• [WHAT YOU ARE ASKED TO DO]: Collect the lines of the entries where "VertexAttribute" shows up.
PROVIDED RECORDS below:
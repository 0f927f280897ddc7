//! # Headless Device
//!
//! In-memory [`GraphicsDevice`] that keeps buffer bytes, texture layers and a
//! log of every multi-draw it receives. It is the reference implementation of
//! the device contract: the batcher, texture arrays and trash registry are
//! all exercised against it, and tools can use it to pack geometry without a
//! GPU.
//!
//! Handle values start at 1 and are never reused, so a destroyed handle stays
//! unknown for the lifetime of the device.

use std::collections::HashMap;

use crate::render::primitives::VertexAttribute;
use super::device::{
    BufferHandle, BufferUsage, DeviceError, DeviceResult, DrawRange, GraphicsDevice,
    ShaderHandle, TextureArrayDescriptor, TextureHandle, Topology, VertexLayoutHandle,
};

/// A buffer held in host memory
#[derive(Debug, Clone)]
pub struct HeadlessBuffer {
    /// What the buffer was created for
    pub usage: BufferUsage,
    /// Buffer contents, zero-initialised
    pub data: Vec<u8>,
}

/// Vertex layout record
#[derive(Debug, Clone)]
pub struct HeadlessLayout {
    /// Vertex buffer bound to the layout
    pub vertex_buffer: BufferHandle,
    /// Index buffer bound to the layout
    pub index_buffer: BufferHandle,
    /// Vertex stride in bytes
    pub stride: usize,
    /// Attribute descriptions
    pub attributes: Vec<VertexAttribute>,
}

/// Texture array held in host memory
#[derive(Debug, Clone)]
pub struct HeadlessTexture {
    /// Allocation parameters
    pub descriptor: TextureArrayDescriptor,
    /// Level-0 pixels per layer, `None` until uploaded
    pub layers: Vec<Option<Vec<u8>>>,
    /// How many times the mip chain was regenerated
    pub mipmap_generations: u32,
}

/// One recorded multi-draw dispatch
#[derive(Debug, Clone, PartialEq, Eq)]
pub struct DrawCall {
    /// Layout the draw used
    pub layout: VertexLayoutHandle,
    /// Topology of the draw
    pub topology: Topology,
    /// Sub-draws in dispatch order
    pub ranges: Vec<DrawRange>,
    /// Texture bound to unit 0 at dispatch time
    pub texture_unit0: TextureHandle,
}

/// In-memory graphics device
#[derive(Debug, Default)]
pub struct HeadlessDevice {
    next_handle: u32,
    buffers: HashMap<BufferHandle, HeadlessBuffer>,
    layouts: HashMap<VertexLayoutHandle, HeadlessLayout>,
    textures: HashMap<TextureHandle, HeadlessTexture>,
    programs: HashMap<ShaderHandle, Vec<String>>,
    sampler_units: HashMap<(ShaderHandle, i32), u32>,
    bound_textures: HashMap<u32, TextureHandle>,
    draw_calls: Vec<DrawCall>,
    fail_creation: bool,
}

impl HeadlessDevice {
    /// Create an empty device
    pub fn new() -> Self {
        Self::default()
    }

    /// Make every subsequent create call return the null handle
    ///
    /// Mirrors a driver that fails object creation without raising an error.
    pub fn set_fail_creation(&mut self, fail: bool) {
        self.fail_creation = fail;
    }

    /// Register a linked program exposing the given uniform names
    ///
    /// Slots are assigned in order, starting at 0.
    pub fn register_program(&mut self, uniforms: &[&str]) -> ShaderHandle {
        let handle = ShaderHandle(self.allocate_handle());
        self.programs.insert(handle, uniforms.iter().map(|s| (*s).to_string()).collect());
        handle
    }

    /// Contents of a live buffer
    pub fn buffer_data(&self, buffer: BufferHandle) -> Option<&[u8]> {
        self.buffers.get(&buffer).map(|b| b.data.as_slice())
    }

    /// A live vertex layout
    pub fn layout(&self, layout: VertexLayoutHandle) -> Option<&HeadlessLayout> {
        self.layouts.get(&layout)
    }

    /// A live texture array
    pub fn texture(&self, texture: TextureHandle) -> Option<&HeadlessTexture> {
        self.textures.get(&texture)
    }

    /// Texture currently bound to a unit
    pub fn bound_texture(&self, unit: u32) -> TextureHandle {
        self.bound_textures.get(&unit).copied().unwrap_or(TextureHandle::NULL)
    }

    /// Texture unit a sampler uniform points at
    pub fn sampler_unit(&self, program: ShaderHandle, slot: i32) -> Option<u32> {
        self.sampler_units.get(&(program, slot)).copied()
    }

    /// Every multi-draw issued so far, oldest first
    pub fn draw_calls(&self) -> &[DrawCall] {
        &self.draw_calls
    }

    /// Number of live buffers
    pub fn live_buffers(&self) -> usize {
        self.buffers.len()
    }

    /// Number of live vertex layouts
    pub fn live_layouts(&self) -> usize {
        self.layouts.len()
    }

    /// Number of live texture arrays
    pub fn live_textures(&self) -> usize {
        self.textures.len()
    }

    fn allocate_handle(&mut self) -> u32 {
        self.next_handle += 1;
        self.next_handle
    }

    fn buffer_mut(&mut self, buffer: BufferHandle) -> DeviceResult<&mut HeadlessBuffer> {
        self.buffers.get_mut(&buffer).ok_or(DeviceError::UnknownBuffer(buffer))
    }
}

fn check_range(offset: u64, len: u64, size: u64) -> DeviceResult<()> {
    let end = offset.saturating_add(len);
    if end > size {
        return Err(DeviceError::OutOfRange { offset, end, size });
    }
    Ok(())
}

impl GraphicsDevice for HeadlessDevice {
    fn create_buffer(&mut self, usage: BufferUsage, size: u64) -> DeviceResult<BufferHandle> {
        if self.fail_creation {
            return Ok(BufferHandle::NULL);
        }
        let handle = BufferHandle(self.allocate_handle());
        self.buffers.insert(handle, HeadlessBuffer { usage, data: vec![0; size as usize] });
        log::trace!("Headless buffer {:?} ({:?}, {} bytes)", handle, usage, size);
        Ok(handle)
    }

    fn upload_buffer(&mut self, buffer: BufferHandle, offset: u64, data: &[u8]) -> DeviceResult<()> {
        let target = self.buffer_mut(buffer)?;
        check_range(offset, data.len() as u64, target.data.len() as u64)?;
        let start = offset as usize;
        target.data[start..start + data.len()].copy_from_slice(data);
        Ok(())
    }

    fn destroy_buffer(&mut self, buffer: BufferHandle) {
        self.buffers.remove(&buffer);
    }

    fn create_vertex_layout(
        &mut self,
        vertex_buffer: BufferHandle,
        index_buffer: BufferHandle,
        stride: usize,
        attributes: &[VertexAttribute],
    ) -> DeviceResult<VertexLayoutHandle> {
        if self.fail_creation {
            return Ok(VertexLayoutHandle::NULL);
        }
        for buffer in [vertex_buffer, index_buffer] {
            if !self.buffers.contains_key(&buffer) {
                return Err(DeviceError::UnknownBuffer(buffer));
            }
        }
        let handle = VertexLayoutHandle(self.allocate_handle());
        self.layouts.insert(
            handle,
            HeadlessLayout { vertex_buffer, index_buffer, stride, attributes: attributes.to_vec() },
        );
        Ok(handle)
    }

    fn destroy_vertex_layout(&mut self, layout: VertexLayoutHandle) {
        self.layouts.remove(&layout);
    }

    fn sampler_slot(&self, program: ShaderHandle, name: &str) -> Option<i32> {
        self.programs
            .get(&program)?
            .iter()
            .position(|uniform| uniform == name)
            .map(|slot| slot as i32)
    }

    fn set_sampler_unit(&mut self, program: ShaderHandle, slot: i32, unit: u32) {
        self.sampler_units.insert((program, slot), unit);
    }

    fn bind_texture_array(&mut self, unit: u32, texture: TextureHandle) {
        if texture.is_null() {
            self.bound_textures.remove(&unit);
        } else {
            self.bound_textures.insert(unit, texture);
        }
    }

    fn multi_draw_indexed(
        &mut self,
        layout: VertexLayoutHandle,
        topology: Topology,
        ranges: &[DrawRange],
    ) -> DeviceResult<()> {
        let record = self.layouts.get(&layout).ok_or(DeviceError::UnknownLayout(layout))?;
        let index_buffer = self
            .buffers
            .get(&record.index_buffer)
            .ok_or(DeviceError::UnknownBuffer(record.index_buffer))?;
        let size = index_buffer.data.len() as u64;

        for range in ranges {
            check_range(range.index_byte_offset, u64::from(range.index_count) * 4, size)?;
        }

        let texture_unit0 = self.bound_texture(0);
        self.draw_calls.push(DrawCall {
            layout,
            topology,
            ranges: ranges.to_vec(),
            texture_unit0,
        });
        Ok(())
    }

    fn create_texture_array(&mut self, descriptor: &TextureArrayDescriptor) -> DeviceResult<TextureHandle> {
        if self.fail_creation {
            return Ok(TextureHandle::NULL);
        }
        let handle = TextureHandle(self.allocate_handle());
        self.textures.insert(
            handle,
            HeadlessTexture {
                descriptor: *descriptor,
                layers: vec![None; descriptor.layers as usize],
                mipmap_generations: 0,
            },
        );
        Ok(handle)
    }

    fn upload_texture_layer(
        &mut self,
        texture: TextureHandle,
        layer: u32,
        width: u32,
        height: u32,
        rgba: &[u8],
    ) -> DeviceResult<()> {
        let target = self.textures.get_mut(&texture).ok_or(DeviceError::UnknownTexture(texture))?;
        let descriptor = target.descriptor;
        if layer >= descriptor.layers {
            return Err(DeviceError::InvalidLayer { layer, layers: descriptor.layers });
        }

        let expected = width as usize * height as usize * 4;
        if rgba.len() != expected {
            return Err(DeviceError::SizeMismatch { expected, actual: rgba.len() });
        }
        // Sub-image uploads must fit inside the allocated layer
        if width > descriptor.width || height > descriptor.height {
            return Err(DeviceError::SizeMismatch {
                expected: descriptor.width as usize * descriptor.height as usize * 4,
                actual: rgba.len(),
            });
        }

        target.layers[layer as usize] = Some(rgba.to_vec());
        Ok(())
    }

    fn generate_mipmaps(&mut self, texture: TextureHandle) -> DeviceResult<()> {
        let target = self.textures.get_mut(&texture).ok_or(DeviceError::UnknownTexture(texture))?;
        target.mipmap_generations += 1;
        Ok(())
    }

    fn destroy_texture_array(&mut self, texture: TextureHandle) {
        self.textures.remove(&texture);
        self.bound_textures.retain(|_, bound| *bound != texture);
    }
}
End of PROVIDED RECORDS.
PROVIDED RECORDS below:
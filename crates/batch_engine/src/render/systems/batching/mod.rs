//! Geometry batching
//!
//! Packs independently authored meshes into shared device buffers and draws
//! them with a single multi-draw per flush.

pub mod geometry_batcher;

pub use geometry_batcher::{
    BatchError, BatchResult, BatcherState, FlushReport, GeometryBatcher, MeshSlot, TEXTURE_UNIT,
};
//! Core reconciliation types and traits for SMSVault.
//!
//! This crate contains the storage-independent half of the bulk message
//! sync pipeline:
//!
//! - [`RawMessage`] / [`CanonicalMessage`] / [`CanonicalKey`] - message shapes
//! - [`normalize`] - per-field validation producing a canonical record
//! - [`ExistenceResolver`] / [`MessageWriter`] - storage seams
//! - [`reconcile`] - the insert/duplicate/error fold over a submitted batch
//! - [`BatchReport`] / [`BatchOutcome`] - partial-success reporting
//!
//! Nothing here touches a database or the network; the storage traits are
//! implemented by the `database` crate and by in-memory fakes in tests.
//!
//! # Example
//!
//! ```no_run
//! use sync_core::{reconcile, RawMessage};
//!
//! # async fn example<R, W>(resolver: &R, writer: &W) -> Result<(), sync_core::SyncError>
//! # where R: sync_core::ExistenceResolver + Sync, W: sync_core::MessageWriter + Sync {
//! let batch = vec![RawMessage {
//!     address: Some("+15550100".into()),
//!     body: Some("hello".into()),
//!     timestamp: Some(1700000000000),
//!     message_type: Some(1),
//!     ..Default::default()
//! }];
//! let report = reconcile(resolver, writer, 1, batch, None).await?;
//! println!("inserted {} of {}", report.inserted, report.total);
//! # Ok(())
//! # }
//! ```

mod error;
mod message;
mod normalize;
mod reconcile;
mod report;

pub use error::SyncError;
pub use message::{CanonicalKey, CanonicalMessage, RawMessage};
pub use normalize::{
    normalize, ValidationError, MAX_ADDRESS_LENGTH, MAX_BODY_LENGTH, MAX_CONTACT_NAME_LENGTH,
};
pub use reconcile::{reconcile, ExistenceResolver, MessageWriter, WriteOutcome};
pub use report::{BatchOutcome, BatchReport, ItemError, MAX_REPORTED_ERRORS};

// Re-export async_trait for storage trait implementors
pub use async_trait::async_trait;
End of PROVIDED RECORDS.
• [RESULT OF THE TASK]:
use crate::render::primitives::VertexAttribute;
    pub attributes: Vec<VertexAttribute>,
        attributes: &[VertexAttribute],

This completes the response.